:: Exercise data ::

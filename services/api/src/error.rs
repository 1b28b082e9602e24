//! services/api/src/error.rs
//!
//! Defines the primary error type for the API service.

use crate::config::ConfigError;
use slideshow_core::PortError;

/// The primary error type for the `api` service.
#[derive(Debug, thiserror::Error)]
pub enum ApiError {
    /// Represents an error that occurred during configuration loading.
    #[error("Configuration error: {0}")]
    Config(#[from] ConfigError),

    /// Represents an error raised while building one of the adapters.
    #[error("Service Port Error: {0}")]
    Port(#[from] PortError),

    /// Represents a standard Input/Output error (e.g., binding to a network socket).
    #[error("IO error: {0}")]
    Io(#[from] std::io::Error),

    /// A catch-all for any other unexpected errors.
    #[error("An unexpected internal error occurred: {0}")]
    Internal(String),
}
//! crates/slideshow_core/src/geo.rs
//!
//! Resolves coordinates to place names through a `PlaceLookup`, fronted by a
//! two-tier cache (in-process map, optional shared store).

use crate::ports::{PlaceLookup, SharedCache};
use std::collections::HashMap;
use std::sync::Arc;
use std::time::Duration;
use tokio::sync::RwLock;
use tokio::time::Instant;
use tokio_util::sync::CancellationToken;
use tracing::{debug, info, warn};

/// Expiration applied to both cache tiers.
pub const GEO_CACHE_TTL: Duration = Duration::from_secs(7 * 24 * 60 * 60);

/// Stable cache key for a coordinate pair.
pub fn cache_key(latitude: f64, longitude: f64) -> String {
    format!("{:.6},{:.6}", latitude, longitude)
}

struct LocalEntry {
    place: String,
    expires_at: Instant,
}

/// Advisory cache: every failure or expiry reads as a miss.
pub struct GeoCache {
    local: RwLock<HashMap<String, LocalEntry>>,
    shared: Option<Arc<dyn SharedCache>>,
    ttl: Duration,
}

impl GeoCache {
    pub fn new(shared: Option<Arc<dyn SharedCache>>, ttl: Duration) -> Self {
        Self {
            local: RwLock::new(HashMap::new()),
            shared,
            ttl,
        }
    }

    pub async fn get(&self, key: &str) -> Option<String> {
        {
            let local = self.local.read().await;
            if let Some(entry) = local.get(key) {
                if entry.expires_at > Instant::now() {
                    return Some(entry.place.clone());
                }
            }
        }

        let shared = self.shared.as_ref()?;
        match shared.get(key).await {
            Ok(Some(place)) => {
                self.put_local(key, &place).await;
                Some(place)
            }
            Ok(None) => None,
            Err(e) => {
                warn!(key, "Shared geo cache read failed: {}", e);
                None
            }
        }
    }

    pub async fn put(&self, key: &str, place: &str) {
        self.put_local(key, place).await;
        if let Some(shared) = &self.shared {
            if let Err(e) = shared.set(key, place, self.ttl).await {
                warn!(key, "Shared geo cache write failed: {}", e);
            }
        }
    }

    async fn put_local(&self, key: &str, place: &str) {
        let mut local = self.local.write().await;
        local.retain(|_, entry| entry.expires_at > Instant::now());
        local.insert(
            key.to_string(),
            LocalEntry {
                place: place.to_string(),
                expires_at: Instant::now() + self.ttl,
            },
        );
    }
}

pub struct GeoResolver {
    lookup: Arc<dyn PlaceLookup>,
    cache: GeoCache,
}

impl GeoResolver {
    pub fn new(lookup: Arc<dyn PlaceLookup>, cache: GeoCache) -> Self {
        Self { lookup, cache }
    }

    /// Returns a place name for the coordinates, or an empty string when unknown.
    pub async fn resolve(&self, latitude: f64, longitude: f64, cancel: &CancellationToken) -> String {
        let key = cache_key(latitude, longitude);
        debug!(key = %key, "Checking cache for location");
        if let Some(place) = self.cache.get(&key).await {
            return place;
        }

        info!(key = %key, "Cache miss, fetching location from source");
        let lookup = tokio::select! {
            biased;
            _ = cancel.cancelled() => return String::new(),
            result = self.lookup.lookup(latitude, longitude) => result,
        };

        match lookup {
            Ok(place) if !place.is_empty() => {
                self.cache.put(&key, &place).await;
                place
            }
            Ok(_) => String::new(),
            Err(e) => {
                warn!(key = %key, "Failed to resolve location: {}", e);
                String::new()
            }
        }
    }
}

:::

- [Work to complete]:
Could you print every record above exactly as it appears?

- [Answer for the task]:
filename services/api/src/error.rs
repository 1b28b082e9602e24
//! services/api/src/error.rs
//!
//! Defines the primary error type for the API service.

use crate::config::ConfigError;
use slideshow_core::PortError;

/// The primary error type for the `api` service.
#[derive(Debug, thiserror::Error)]
pub enum ApiError {
    /// Represents an error that occurred during configuration loading.
    #[error("Configuration error: {0}")]
    Config(#[from] ConfigError),

    /// Represents an error raised while building one of the adapters.
    #[error("Service Port Error: {0}")]
    Port(#[from] PortError),

    /// Represents a standard Input/Output error (e.g., binding to a network socket).
    #[error("IO error: {0}")]
    Io(#[from] std::io::Error),

    /// A catch-all for any other unexpected errors.
    #[error("An unexpected internal error occurred: {0}")]
    Internal(String),
}
//! crates/slideshow_core/src/geo.rs
//!
//! Resolves coordinates to place names through a `PlaceLookup`, fronted by a
//! two-tier cache (in-process map, optional shared store).

use crate::ports::{PlaceLookup, SharedCache};
use std::collections::HashMap;
use std::sync::Arc;
use std::time::Duration;
use tokio::sync::RwLock;
use tokio::time::Instant;
use tokio_util::sync::CancellationToken;
use tracing::{debug, info, warn};

/// Expiration applied to both cache tiers.
pub const GEO_CACHE_TTL: Duration = Duration::from_secs(7 * 24 * 60 * 60);

/// Stable cache key for a coordinate pair.
pub fn cache_key(latitude: f64, longitude: f64) -> String {
    format!("{:.6},{:.6}", latitude, longitude)
}

struct LocalEntry {
    place: String,
    expires_at: Instant,
}

/// Advisory cache: every failure or expiry reads as a miss.
pub struct GeoCache {
    local: RwLock<HashMap<String, LocalEntry>>,
    shared: Option<Arc<dyn SharedCache>>,
    ttl: Duration,
}

impl GeoCache {
    pub fn new(shared: Option<Arc<dyn SharedCache>>, ttl: Duration) -> Self {
        Self {
            local: RwLock::new(HashMap::new()),
            shared,
            ttl,
        }
    }

    pub async fn get(&self, key: &str) -> Option<String> {
        {
            let local = self.local.read().await;
            if let Some(entry) = local.get(key) {
                if entry.expires_at > Instant::now() {
                    return Some(entry.place.clone());
                }
            }
        }

        let shared = self.shared.as_ref()?;
        match shared.get(key).await {
            Ok(Some(place)) => {
                self.put_local(key, &place).await;
                Some(place)
            }
            Ok(None) => None,
            Err(e) => {
                warn!(key, "Shared geo cache read failed: {}", e);
                None
            }
        }
    }

    pub async fn put(&self, key: &str, place: &str) {
        self.put_local(key, place).await;
        if let Some(shared) = &self.shared {
            if let Err(e) = shared.set(key, place, self.ttl).await {
                warn!(key, "Shared geo cache write failed: {}", e);
            }
        }
    }

    async fn put_local(&self, key: &str, place: &str) {
        let mut local = self.local.write().await;
        local.retain(|_, entry| entry.expires_at > Instant::now());
        local.insert(
            key.to_string(),
            LocalEntry {
                place: place.to_string(),
                expires_at: Instant::now() + self.ttl,
            },
        );
    }
}

pub struct GeoResolver {
    lookup: Arc<dyn PlaceLookup>,
    cache: GeoCache,
}

impl GeoResolver {
    pub fn new(lookup: Arc<dyn PlaceLookup>, cache: GeoCache) -> Self {
        Self { lookup, cache }
    }

    /// Returns a place name for the coordinates, or an empty string when unknown.
    pub async fn resolve(&self, latitude: f64, longitude: f64, cancel: &CancellationToken) -> String {
        let key = cache_key(latitude, longitude);
        debug!(key = %key, "Checking cache for location");
        if let Some(place) = self.cache.get(&key).await {
            return place;
        }

        info!(key = %key, "Cache miss, fetching location from source");
        let lookup = tokio::select! {
            biased;
            _ = cancel.cancelled() => return String::new(),
            result = self.lookup.lookup(latitude, longitude) => result,
        };

        match lookup {
            Ok(place) if !place.is_empty() => {
                self.cache.put(&key, &place).await;
                place
            }
            Ok(_) => String::new(),
            Err(e) => {
                warn!(key = %key, "Failed to resolve location: {}", e);
                String::new()
            }
        }
    }
}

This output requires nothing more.